Le jeudi
20 mai, fête de l'Ascension, le Père Joseph
PARIS était encore bien conscient. Il l'est d'ailleurs pratiquement
resté jusqu'à la fin. Les confrères qui l'ont
visité et le personnel soignant ont essayé de lui
faire vivre au mieux, spirituellement, cette fête. Le lendemain
21 mai, à 4 heures du matin, c'est dans la lumière
de cette fête de l'Ascension qu'il a fermé les yeux
à la lumière de ce monde pour les ouvrir à
la lumière éternelle de Dieu.
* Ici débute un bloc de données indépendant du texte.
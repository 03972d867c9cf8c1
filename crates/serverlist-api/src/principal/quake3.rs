// Quake3 directory protocol (`getservers`) and `getstatus` server queries
//
// Principal replies carry `\` separated 6-byte entries (IPv4 + big-endian
// port) and end with `\EOT\0\0\0`. UDP principals may split the list across
// several datagrams; TCP principals stream it and close.

use std::collections::BTreeMap;
use std::net::Ipv4Addr;
use std::time::Duration;

use bytes::Buf;
use tokio::io::{AsyncReadExt, AsyncWriteExt};
use tokio::net::TcpStream;
use tracing::{debug, trace};

use super::{MAX_DATAGRAM, RawServer, connect_udp, udp_exchange, within};
use crate::error::Error;

const OOB: &[u8] = b"\xff\xff\xff\xff";
const LIST_HEADER: &[u8] = b"getserversResponse";
const END_MARKER: &[u8] = b"\\EOT\0\0\0";
/// Whole UDP listings are cut off after this many per-datagram timeouts.
const LIST_DEADLINE_TIMEOUTS: u32 = 10;

/// Transport used by a principal.
#[derive(Debug, Clone, Copy, PartialEq, Eq, Default)]
pub enum Network {
    #[default]
    Udp,
    Tcp,
}

/// Status query dialect.
#[derive(Debug, Clone, Copy, PartialEq, Eq, Default)]
pub enum StatusDialect {
    #[default]
    Quake3,
    /// Medal of Honor prefixes the command with `0x02`.
    MedalOfHonor,
}

/// A Quake3-style principal.
#[derive(Debug, Clone)]
pub struct Quake3Principal {
    host: String,
    port: u16,
    network: Network,
    timeout: Duration,
}

/// What to ask a principal for.
#[derive(Debug, Clone, Default)]
pub struct GetServersQuery<'a> {
    pub protocol: u32,
    /// Game name for shared (dpmaster-style) principals; empty otherwise.
    pub game_name: &'a str,
    pub keywords: &'a str,
    /// Bytes following the `\` separator before each entry.
    pub entry_prefix: &'a [u8],
}

impl GetServersQuery<'_> {
    fn request(&self) -> Vec<u8> {
        let mut request = OOB.to_vec();
        let command = if self.game_name.is_empty() {
            format!("getservers {} {}", self.protocol, self.keywords)
        } else {
            format!(
                "getservers {} {} {}",
                self.game_name, self.protocol, self.keywords
            )
        };
        request.extend_from_slice(command.as_bytes());
        request
    }
}

impl Quake3Principal {
    pub fn new(host: impl Into<String>, port: u16, network: Network, timeout: Duration) -> Self {
        Self {
            host: host.into(),
            port,
            network,
            timeout,
        }
    }

    pub async fn get_servers(&self, query: &GetServersQuery<'_>) -> Result<Vec<RawServer>, Error> {
        debug!(host = %self.host, protocol = query.protocol, "querying quake3 principal");
        let payload = match self.network {
            Network::Udp => self.collect_udp(&query.request()).await?,
            Network::Tcp => self.collect_tcp(&query.request()).await?,
        };
        parse_server_list(&payload, query.entry_prefix)
    }

    async fn collect_udp(&self, request: &[u8]) -> Result<Vec<u8>, Error> {
        let socket = within(self.timeout, connect_udp(&self.host, self.port)).await?;
        socket.send(request).await?;

        // Per-datagram timeout, plus a cap on the whole listing for
        // principals that keep sending without an end marker
        let deadline = self.timeout.saturating_mul(LIST_DEADLINE_TIMEOUTS);
        within(deadline, async {
            let mut payload = Vec::new();
            let mut buf = vec![0u8; MAX_DATAGRAM];
            loop {
                match tokio::time::timeout(self.timeout, socket.recv(&mut buf)).await {
                    Ok(Ok(len)) => {
                        let datagram = buf.get(..len).unwrap_or_default();
                        trace!(len, "principal datagram");
                        payload.extend_from_slice(datagram);
                        if ends_list(datagram) {
                            break;
                        }
                    }
                    Ok(Err(e)) => return Err(e.into()),
                    // Principals that omit the end marker simply stop sending.
                    Err(_) if !payload.is_empty() => break,
                    Err(_) => return Err(Error::timeout(self.timeout)),
                }
            }
            Ok(payload)
        })
        .await
    }

    async fn collect_tcp(&self, request: &[u8]) -> Result<Vec<u8>, Error> {
        within(self.timeout, async {
            let mut stream = TcpStream::connect((self.host.as_str(), self.port)).await?;
            stream.write_all(request).await?;
            let mut payload = Vec::new();
            let mut buf = vec![0u8; 8192];
            loop {
                let len = stream.read(&mut buf).await?;
                if len == 0 {
                    break;
                }
                payload.extend_from_slice(buf.get(..len).unwrap_or_default());
                if ends_list(&payload) {
                    break;
                }
            }
            Ok(payload)
        })
        .await
    }
}

fn ends_list(data: &[u8]) -> bool {
    data.windows(END_MARKER.len()).any(|w| w == END_MARKER)
}

/// Parse one or more concatenated `getserversResponse` packets.
pub fn parse_server_list(data: &[u8], entry_prefix: &[u8]) -> Result<Vec<RawServer>, Error> {
    if !data.windows(LIST_HEADER.len()).any(|w| w == LIST_HEADER) {
        return Err(Error::protocol("missing getserversResponse header"));
    }

    let mut separator = b"\\".to_vec();
    separator.extend_from_slice(entry_prefix);

    let mut servers = Vec::new();
    let mut rest = data;
    while !rest.is_empty() {
        if rest.starts_with(END_MARKER) {
            break;
        }
        if rest.starts_with(OOB) {
            rest.advance(OOB.len());
            continue;
        }
        if rest.starts_with(LIST_HEADER) {
            rest.advance(LIST_HEADER.len());
            continue;
        }
        if rest.starts_with(&separator) && rest.len() >= separator.len() + 6 {
            rest.advance(separator.len());
            let ip = Ipv4Addr::new(rest.get_u8(), rest.get_u8(), rest.get_u8(), rest.get_u8());
            let port = rest.get_u16();
            servers.push(RawServer::new(ip, port));
            continue;
        }
        rest.advance(1);
    }
    Ok(servers)
}

/// Query a server's status and return its info keys.
pub async fn get_status(
    ip: &str,
    port: u16,
    dialect: StatusDialect,
    timeout: Duration,
) -> Result<BTreeMap<String, String>, Error> {
    let mut request = OOB.to_vec();
    if dialect == StatusDialect::MedalOfHonor {
        request.push(0x02);
    }
    request.extend_from_slice(b"getstatus");

    let reply = udp_exchange(ip, port, &request, timeout).await?;
    parse_status(&reply)
}

/// Parse a `statusResponse` into its `\key\value` info string.
pub fn parse_status(reply: &[u8]) -> Result<BTreeMap<String, String>, Error> {
    let text = String::from_utf8_lossy(reply);
    let (_, body) = text
        .split_once("statusResponse")
        .ok_or_else(|| Error::protocol("missing statusResponse header"))?;
    let info = body.trim_start_matches('\n').lines().next().unwrap_or_default();

    let mut parts = info.trim_start_matches('\\').split('\\');
    let mut keys = BTreeMap::new();
    while let (Some(key), Some(value)) = (parts.next(), parts.next()) {
        keys.insert(key.to_owned(), value.to_owned());
    }
    Ok(keys)
}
Et ce, dans la 84ème
année de son âge, la 65éme de sa Profession
Religieuse et la 57éme de son Sacerdoce.
En tête de liste de notre "Elenchus" (annuaire religieux),
il était le religieux le plus ancien de notre Province Française
et le seul à avoir encore connu notre fondateur, le Père
DEHON.
Le Père Joseph PARIS est né le 3 février 1910
à LANDRECIES (Nord).
En octobre 1920, âgé de 10 ans, il entre à 1'Ecole
Apostolique Saint-Clément de THIEU en Belgique. (C'est à
ce moment-là, entre 1920 et 1925, à 1'occasion d'une
Fête, qu'il fait la connaissance du Père DEHON).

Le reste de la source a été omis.